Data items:
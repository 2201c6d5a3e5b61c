//! Numeric helpers for the locator

use time::OffsetDateTime;

use crate::track::Waypoint;

/// Linear interpolation between `a` and `b`
pub fn lerp(a: f64, b: f64, t: f64) -> f64 {
    a + t * (b - a)
}

/// Fraction of `[start, end]` elapsed at `instant`, clamped to `[0, 1]`
///
/// `None` when the span has no duration.
pub fn elapsed_fraction(
    start: OffsetDateTime,
    end: OffsetDateTime,
    instant: OffsetDateTime,
) -> Option<f64> {
    let total = (end - start).as_seconds_f64();
    if total <= 0.0 {
        return None;
    }

    let partial = (instant - start).as_seconds_f64();

    Some((partial / total).clamp(0.0, 1.0))
}

/// Position at `fraction` of a polyline whose points are evenly spaced in time
pub fn interpolate(points: &[Waypoint], fraction: f64) -> Option<Waypoint> {
    let last = points.len().checked_sub(1)?;
    if last == 0 {
        return Some(points[0]);
    }

    let index = fraction.clamp(0.0, 1.0) * last as f64;
    let lower = index.floor() as usize;
    if lower >= last {
        return Some(points[last]);
    }

    let t = index - lower as f64;
    let (a, b) = (points[lower], points[lower + 1]);

    Some(Waypoint::new(lerp(a.lat, b.lat, t), lerp(a.lng, b.lng, t)))
}

#[cfg(test)]
mod tests {
    use approx::assert_relative_eq;
    use time::macros::datetime;

    use super::*;

    #[test]
    fn lerp_edges() {
        assert_relative_eq!(2.0, lerp(2.0, 4.0, 0.0));
        assert_relative_eq!(3.0, lerp(2.0, 4.0, 0.5));
        assert_relative_eq!(4.0, lerp(2.0, 4.0, 1.0));
        assert_relative_eq!(-1.5, lerp(-1.0, -2.0, 0.5));
    }

    #[test]
    fn fraction_clamped() {
        let start = datetime!(2021-05-24 0:00 UTC);
        let end = datetime!(2021-05-24 0:10 UTC);

        assert_eq!(Some(0.5), elapsed_fraction(start, end, datetime!(2021-05-24 0:05 UTC)));
        assert_eq!(Some(0.0), elapsed_fraction(start, end, datetime!(2021-05-23 23:00 UTC)));
        assert_eq!(Some(1.0), elapsed_fraction(start, end, datetime!(2021-05-24 1:00 UTC)));
        assert_eq!(None, elapsed_fraction(start, start, start));
    }

    #[test]
    fn interpolate_polyline() {
        let points = vec![
            Waypoint::new(0.0, 0.0),
            Waypoint::new(10.0, 20.0),
            Waypoint::new(20.0, 20.0),
        ];

        assert_eq!(Some(points[0]), interpolate(&points, 0.0));
        assert_eq!(Some(points[1]), interpolate(&points, 0.5));
        assert_eq!(Some(points[2]), interpolate(&points, 1.0));

        let wp = interpolate(&points, 0.25).unwrap();
        assert_relative_eq!(5.0, wp.lat);
        assert_relative_eq!(10.0, wp.lng);

        assert_eq!(None, interpolate(&[], 0.5));
        assert_eq!(Some(points[0]), interpolate(&points[..1], 0.7));
    }
}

**Exercise brief**
All of the data must be returned exactly.

**Exercise result**
repository 2201c6d5a3e5b61c
//! Numeric helpers for the locator

use time::OffsetDateTime;

use crate::track::Waypoint;

/// Linear interpolation between `a` and `b`
pub fn lerp(a: f64, b: f64, t: f64) -> f64 {
    a + t * (b - a)
}

/// Fraction of `[start, end]` elapsed at `instant`, clamped to `[0, 1]`
///
/// `None` when the span has no duration.
pub fn elapsed_fraction(
    start: OffsetDateTime,
    end: OffsetDateTime,
    instant: OffsetDateTime,
) -> Option<f64> {
    let total = (end - start).as_seconds_f64();
    if total <= 0.0 {
        return None;
    }

    let partial = (instant - start).as_seconds_f64();

    Some((partial / total).clamp(0.0, 1.0))
}

/// Position at `fraction` of a polyline whose points are evenly spaced in time
pub fn interpolate(points: &[Waypoint], fraction: f64) -> Option<Waypoint> {
    let last = points.len().checked_sub(1)?;
    if last == 0 {
        return Some(points[0]);
    }

    let index = fraction.clamp(0.0, 1.0) * last as f64;
    let lower = index.floor() as usize;
    if lower >= last {
        return Some(points[last]);
    }

    let t = index - lower as f64;
    let (a, b) = (points[lower], points[lower + 1]);

    Some(Waypoint::new(lerp(a.lat, b.lat, t), lerp(a.lng, b.lng, t)))
}

#[cfg(test)]
mod tests {
    use approx::assert_relative_eq;
    use time::macros::datetime;

    use super::*;

    #[test]
    fn lerp_edges() {
        assert_relative_eq!(2.0, lerp(2.0, 4.0, 0.0));
        assert_relative_eq!(3.0, lerp(2.0, 4.0, 0.5));
        assert_relative_eq!(4.0, lerp(2.0, 4.0, 1.0));
        assert_relative_eq!(-1.5, lerp(-1.0, -2.0, 0.5));
    }

    #[test]
    fn fraction_clamped() {
        let start = datetime!(2021-05-24 0:00 UTC);
        let end = datetime!(2021-05-24 0:10 UTC);

        assert_eq!(Some(0.5), elapsed_fraction(start, end, datetime!(2021-05-24 0:05 UTC)));
        assert_eq!(Some(0.0), elapsed_fraction(start, end, datetime!(2021-05-23 23:00 UTC)));
        assert_eq!(Some(1.0), elapsed_fraction(start, end, datetime!(2021-05-24 1:00 UTC)));
        assert_eq!(None, elapsed_fraction(start, start, start));
    }

    #[test]
    fn interpolate_polyline() {
        let points = vec![
            Waypoint::new(0.0, 0.0),
            Waypoint::new(10.0, 20.0),
            Waypoint::new(20.0, 20.0),
        ];

        assert_eq!(Some(points[0]), interpolate(&points, 0.0));
        assert_eq!(Some(points[1]), interpolate(&points, 0.5));
        assert_eq!(Some(points[2]), interpolate(&points, 1.0));

        let wp = interpolate(&points, 0.25).unwrap();
        assert_relative_eq!(5.0, wp.lat);
        assert_relative_eq!(10.0, wp.lng);

        assert_eq!(None, interpolate(&[], 0.5));
        assert_eq!(Some(points[0]), interpolate(&points[..1], 0.7));
    }
}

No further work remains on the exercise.